[Start of section]

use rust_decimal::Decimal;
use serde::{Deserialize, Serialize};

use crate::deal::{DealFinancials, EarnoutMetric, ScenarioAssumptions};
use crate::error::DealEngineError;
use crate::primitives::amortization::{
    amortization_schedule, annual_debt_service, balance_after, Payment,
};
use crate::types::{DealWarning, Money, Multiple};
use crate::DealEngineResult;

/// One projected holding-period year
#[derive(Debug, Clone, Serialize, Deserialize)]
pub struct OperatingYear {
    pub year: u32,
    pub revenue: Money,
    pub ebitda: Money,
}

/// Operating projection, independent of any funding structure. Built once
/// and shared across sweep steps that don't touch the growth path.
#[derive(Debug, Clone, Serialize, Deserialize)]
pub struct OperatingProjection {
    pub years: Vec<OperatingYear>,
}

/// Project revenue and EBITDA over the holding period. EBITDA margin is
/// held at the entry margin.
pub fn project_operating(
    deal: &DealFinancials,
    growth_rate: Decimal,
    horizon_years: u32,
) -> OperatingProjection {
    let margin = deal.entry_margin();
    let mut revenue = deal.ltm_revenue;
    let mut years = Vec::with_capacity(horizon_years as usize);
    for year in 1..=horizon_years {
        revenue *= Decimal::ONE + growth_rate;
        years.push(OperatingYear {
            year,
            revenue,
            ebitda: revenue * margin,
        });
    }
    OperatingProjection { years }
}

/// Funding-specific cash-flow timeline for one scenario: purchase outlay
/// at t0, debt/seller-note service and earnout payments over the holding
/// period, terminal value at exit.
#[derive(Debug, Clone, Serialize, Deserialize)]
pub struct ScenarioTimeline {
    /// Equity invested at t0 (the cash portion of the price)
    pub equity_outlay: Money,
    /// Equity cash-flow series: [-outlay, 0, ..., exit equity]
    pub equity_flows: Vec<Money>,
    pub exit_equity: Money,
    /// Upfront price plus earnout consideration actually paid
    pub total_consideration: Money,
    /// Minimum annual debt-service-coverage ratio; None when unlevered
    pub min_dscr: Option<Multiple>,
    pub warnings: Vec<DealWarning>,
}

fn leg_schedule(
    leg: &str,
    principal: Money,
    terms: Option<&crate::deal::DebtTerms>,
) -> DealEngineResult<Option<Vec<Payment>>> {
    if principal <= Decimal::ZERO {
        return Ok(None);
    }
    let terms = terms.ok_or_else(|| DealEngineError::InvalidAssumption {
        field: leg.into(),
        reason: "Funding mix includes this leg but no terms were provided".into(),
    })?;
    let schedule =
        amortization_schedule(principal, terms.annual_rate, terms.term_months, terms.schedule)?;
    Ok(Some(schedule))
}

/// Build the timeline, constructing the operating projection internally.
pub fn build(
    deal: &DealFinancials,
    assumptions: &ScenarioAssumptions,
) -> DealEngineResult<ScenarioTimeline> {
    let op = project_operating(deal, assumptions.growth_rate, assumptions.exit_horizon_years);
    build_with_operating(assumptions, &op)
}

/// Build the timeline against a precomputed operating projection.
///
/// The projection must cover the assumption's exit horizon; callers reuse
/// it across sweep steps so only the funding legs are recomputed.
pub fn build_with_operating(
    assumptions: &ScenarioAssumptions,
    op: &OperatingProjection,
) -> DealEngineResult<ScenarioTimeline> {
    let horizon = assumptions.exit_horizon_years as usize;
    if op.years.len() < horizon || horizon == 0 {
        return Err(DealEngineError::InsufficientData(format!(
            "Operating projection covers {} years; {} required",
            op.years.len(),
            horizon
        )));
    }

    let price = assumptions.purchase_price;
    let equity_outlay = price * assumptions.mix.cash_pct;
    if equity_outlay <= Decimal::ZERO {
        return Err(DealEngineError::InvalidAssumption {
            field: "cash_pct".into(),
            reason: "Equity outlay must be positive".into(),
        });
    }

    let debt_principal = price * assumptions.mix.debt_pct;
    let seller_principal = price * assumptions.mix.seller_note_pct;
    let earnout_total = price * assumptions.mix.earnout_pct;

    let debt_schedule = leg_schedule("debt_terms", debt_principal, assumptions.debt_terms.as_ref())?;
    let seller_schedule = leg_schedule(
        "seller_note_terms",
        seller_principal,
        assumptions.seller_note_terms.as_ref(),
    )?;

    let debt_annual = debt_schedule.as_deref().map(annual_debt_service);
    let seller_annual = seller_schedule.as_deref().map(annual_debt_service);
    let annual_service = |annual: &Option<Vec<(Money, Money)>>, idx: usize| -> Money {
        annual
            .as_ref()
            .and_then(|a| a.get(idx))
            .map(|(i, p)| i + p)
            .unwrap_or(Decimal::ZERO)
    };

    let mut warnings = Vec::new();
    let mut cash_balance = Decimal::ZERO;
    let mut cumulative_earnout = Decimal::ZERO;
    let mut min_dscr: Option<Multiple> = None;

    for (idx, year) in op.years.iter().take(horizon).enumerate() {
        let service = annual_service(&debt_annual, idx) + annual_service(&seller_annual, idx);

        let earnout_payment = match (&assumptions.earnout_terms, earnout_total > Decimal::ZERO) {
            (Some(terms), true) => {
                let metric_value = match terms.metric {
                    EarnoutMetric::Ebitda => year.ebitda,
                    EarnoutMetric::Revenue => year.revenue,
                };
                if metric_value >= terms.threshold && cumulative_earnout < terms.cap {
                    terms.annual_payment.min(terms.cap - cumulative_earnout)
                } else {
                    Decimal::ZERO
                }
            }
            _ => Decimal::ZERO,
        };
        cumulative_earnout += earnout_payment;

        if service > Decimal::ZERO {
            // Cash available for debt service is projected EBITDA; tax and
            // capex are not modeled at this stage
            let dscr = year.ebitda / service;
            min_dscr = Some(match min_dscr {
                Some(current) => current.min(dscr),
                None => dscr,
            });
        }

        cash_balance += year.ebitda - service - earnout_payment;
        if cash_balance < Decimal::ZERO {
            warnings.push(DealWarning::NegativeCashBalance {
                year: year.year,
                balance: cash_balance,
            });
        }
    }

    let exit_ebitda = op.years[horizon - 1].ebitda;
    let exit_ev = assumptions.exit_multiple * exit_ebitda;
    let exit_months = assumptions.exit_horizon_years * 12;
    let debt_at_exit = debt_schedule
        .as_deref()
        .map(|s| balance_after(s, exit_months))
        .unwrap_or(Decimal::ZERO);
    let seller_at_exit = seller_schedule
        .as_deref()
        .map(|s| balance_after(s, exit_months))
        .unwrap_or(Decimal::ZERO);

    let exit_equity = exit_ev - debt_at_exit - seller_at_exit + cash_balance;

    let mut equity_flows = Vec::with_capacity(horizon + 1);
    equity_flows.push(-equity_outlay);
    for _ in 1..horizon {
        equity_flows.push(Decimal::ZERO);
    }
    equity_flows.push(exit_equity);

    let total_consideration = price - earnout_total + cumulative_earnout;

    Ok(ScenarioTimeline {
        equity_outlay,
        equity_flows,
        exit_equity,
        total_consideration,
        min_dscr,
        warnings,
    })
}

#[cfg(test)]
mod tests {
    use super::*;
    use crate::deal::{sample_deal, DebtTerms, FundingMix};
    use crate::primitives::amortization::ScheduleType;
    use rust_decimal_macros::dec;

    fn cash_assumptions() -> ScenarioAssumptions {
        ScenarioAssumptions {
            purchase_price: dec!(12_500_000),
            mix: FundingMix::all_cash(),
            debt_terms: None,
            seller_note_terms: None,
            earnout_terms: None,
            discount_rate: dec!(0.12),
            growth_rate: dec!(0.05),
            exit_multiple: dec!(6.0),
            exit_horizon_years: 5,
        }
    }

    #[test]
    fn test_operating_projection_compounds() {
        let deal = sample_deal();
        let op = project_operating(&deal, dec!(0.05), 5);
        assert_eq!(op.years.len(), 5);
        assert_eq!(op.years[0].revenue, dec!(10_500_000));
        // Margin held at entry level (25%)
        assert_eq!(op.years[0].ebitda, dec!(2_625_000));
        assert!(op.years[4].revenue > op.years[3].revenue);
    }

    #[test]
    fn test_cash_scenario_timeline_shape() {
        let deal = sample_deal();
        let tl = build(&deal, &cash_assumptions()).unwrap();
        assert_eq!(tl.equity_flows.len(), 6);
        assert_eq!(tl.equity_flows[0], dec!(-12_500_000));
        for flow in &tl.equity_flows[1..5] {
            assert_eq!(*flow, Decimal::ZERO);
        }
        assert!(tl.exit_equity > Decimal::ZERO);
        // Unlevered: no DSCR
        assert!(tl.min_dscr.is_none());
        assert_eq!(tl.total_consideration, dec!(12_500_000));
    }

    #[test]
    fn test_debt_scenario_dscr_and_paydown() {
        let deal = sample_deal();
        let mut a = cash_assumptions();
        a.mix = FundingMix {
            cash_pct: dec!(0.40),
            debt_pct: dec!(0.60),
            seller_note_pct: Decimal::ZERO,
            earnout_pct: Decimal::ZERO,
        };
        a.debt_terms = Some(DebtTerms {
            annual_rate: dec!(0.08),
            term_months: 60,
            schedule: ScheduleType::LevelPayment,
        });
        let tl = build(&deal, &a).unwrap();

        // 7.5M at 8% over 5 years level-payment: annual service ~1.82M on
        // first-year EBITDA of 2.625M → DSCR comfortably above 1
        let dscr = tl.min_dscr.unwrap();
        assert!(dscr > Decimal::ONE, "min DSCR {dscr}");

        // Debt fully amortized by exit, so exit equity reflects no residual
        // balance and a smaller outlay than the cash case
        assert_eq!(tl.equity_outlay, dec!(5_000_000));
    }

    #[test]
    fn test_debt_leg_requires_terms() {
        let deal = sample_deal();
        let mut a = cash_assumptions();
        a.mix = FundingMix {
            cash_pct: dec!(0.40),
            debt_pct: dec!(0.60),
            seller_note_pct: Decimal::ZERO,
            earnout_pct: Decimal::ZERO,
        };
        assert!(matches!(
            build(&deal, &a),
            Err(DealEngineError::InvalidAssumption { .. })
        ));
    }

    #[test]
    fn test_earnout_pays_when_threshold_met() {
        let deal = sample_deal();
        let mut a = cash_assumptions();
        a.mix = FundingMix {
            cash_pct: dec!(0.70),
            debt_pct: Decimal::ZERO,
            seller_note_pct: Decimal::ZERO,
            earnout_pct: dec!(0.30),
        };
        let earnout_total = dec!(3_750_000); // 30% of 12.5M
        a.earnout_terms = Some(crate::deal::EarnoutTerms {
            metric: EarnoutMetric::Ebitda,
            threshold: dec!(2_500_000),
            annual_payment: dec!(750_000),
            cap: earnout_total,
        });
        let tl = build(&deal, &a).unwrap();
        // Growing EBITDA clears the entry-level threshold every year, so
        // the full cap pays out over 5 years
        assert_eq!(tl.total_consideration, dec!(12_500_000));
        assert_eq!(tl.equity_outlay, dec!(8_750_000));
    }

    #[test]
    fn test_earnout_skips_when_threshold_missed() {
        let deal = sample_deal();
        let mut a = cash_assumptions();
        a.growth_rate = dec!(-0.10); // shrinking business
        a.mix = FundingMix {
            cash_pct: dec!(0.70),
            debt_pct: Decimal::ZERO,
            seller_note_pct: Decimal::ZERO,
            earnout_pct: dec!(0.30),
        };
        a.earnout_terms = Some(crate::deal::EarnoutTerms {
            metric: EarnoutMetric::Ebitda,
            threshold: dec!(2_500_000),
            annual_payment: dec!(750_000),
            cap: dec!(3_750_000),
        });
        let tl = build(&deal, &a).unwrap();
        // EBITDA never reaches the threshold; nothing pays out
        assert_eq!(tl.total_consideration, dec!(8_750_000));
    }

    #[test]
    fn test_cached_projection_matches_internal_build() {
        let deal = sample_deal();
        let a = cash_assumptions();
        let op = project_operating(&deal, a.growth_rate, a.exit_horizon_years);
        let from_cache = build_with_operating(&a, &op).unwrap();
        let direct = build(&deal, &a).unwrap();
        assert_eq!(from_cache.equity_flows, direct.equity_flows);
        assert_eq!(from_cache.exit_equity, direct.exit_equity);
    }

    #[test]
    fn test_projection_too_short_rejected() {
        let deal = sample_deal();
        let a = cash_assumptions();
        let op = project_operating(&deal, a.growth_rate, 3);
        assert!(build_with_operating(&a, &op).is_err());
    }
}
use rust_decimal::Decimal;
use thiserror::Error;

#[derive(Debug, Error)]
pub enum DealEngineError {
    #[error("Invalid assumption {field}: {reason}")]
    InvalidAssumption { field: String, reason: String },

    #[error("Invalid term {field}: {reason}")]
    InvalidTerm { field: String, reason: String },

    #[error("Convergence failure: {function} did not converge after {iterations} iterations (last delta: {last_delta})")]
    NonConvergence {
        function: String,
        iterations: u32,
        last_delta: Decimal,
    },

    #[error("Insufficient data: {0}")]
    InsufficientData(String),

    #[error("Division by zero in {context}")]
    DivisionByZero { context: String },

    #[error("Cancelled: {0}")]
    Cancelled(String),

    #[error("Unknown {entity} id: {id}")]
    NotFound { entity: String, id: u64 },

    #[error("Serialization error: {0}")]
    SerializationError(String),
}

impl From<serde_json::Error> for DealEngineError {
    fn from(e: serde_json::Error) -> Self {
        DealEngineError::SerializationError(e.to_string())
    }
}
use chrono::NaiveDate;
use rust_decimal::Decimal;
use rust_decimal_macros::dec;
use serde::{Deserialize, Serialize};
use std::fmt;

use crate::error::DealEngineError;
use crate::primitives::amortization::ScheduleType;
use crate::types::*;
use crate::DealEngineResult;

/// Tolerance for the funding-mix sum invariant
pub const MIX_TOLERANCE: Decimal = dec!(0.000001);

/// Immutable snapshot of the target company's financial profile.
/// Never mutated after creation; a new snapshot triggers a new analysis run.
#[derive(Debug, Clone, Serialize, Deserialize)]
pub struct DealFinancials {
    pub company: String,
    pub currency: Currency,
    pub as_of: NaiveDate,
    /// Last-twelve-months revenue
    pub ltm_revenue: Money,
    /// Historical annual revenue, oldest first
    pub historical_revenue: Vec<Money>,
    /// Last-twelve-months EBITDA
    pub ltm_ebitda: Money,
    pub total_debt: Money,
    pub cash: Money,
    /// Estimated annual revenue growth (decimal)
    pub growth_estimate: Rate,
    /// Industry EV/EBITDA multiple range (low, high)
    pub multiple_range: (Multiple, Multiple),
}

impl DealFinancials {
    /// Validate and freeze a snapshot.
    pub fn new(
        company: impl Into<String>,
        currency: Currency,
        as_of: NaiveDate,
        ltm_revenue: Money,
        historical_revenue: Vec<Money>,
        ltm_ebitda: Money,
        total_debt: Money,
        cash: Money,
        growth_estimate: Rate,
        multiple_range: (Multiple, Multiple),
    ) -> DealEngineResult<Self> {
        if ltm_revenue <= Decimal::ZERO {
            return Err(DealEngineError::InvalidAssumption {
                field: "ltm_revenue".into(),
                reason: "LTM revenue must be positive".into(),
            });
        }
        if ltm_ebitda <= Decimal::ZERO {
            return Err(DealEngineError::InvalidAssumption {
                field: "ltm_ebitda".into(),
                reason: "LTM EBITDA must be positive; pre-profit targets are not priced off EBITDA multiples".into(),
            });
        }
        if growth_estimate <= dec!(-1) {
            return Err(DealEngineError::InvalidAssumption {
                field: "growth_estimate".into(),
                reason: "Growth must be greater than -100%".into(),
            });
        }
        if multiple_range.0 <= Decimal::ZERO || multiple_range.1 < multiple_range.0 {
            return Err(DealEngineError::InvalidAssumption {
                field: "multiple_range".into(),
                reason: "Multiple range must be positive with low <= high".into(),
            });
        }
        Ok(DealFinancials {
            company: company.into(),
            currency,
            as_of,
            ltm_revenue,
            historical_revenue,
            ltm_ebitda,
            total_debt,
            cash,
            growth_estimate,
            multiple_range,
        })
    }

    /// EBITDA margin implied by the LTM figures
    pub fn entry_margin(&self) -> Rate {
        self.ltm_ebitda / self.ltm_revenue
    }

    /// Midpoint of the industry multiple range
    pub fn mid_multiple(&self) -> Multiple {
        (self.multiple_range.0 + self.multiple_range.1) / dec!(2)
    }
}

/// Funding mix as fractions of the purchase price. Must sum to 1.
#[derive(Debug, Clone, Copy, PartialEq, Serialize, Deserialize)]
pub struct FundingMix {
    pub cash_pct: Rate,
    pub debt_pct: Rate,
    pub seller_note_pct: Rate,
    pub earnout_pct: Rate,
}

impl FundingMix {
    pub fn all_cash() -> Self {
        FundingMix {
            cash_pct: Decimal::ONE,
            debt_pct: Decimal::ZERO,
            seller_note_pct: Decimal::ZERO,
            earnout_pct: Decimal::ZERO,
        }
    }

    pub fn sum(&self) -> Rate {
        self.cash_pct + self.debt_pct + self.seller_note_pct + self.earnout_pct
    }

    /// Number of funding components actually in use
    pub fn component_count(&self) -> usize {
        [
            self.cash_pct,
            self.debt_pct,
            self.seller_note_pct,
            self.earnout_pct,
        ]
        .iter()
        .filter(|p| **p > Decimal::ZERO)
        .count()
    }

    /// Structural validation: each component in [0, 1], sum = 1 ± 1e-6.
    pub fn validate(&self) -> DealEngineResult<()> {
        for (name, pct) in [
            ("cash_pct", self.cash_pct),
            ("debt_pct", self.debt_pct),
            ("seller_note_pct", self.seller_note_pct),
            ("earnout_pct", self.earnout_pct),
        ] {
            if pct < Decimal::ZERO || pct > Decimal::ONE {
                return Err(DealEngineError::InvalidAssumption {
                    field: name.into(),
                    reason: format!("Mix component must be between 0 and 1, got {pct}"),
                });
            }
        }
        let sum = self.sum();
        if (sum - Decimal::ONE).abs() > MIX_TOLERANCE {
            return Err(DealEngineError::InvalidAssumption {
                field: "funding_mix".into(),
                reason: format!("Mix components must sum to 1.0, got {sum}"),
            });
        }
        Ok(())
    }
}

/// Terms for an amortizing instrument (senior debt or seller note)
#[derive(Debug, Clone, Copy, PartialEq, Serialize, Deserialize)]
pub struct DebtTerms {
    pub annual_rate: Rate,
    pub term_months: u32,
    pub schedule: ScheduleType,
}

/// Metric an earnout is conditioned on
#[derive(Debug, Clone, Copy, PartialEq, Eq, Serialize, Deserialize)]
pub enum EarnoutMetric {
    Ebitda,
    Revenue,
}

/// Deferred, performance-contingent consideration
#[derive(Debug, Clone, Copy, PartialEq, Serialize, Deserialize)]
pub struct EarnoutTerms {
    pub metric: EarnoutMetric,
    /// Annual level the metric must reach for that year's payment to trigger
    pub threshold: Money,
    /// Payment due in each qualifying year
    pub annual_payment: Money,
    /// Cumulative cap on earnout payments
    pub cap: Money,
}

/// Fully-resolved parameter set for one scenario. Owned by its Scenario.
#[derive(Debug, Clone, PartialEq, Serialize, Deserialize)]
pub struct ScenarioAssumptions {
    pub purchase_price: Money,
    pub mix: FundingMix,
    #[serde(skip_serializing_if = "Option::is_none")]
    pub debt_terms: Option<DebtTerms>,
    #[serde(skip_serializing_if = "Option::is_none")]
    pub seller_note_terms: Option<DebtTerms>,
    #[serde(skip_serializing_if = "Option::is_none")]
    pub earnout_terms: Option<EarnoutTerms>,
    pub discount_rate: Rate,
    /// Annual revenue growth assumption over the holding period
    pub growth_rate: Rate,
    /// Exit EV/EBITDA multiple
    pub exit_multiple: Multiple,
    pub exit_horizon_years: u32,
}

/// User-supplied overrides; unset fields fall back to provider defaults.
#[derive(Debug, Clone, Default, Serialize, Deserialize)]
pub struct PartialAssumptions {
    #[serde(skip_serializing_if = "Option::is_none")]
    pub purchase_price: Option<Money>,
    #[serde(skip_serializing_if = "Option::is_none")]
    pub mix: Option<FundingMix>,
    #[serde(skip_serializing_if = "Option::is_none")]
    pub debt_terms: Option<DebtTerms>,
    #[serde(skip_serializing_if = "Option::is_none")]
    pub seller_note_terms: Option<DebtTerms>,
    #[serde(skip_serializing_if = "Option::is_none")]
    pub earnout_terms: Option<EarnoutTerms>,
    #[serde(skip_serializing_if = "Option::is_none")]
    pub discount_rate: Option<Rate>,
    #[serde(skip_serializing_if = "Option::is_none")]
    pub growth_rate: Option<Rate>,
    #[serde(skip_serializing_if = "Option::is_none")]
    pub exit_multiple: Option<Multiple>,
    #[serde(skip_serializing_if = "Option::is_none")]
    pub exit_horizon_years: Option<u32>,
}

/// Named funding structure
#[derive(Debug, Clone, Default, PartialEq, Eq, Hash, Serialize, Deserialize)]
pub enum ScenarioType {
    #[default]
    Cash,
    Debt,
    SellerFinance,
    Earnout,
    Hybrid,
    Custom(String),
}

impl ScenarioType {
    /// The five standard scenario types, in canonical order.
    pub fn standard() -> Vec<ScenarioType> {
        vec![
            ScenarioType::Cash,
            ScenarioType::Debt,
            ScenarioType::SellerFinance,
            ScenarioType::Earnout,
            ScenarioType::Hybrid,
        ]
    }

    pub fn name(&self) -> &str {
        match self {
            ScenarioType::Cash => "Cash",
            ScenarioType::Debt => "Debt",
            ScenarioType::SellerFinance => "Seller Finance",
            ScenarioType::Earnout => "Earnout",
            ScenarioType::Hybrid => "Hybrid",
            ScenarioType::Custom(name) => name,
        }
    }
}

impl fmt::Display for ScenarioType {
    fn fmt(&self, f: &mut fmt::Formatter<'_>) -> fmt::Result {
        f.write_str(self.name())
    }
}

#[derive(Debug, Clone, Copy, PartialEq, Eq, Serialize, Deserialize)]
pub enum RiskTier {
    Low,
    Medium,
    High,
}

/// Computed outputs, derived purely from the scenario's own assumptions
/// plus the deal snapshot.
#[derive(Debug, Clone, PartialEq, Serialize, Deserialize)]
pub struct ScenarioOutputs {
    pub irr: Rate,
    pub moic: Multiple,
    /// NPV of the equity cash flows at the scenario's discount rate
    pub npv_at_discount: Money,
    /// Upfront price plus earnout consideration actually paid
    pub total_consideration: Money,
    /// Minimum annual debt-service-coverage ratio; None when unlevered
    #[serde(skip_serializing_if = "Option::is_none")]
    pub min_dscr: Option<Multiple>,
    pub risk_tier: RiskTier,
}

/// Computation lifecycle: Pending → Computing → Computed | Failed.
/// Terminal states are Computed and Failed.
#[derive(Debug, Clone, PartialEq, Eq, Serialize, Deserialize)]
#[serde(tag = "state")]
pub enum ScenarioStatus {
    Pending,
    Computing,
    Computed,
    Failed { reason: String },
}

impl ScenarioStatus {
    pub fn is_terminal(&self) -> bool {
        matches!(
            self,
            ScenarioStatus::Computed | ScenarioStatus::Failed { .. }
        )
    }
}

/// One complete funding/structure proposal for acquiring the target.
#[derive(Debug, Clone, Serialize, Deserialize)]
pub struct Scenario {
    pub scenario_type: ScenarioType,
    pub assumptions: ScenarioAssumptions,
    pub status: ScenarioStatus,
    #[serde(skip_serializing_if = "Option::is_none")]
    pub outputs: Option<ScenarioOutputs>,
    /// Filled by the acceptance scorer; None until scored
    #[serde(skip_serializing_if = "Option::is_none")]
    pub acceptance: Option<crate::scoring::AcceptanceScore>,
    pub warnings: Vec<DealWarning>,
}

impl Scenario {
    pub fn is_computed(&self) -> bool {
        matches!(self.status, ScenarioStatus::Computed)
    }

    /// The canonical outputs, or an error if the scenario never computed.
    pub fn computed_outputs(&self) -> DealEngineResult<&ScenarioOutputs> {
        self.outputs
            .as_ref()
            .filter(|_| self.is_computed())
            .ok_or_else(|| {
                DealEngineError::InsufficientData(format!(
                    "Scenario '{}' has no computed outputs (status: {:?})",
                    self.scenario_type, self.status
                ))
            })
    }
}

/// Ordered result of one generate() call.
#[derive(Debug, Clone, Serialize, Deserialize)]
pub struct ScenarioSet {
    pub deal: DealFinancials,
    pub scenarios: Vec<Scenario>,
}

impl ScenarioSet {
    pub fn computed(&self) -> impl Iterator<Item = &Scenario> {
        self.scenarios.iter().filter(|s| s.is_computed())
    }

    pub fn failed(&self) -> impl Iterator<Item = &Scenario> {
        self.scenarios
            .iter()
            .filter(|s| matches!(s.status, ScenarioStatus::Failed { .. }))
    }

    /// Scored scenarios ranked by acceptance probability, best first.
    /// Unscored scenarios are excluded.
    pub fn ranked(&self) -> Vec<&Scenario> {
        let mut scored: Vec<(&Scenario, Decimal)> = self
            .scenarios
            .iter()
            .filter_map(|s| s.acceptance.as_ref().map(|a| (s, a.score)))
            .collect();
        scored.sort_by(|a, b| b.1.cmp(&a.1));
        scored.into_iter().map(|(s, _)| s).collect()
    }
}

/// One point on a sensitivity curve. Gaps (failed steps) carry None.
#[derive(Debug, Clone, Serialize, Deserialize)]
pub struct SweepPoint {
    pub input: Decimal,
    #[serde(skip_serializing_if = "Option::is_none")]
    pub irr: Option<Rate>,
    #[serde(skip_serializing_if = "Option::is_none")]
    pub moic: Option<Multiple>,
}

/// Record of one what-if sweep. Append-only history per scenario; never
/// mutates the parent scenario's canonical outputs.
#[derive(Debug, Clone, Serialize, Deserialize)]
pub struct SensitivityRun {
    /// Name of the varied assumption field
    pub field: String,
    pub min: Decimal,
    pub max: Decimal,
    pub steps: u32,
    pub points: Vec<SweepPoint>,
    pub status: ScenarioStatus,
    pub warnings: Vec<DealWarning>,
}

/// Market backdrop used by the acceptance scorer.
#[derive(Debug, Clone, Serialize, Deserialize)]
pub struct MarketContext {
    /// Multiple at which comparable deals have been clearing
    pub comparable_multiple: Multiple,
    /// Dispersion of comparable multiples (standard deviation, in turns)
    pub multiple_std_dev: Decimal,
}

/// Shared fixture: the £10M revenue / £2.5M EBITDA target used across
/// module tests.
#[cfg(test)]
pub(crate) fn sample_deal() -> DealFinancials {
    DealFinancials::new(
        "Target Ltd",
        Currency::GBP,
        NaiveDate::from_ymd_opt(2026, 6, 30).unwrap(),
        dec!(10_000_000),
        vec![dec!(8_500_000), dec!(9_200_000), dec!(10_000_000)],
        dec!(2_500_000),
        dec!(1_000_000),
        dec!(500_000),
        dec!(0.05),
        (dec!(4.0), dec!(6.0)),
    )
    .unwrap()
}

[End of section]

WHAT YOU WILL DO:
Whenever a line above contains "components", copy that line.

SOLUTION BELOW:
    /// Number of funding components actually in use
                reason: format!("Mix components must sum to 1.0, got {sum}"),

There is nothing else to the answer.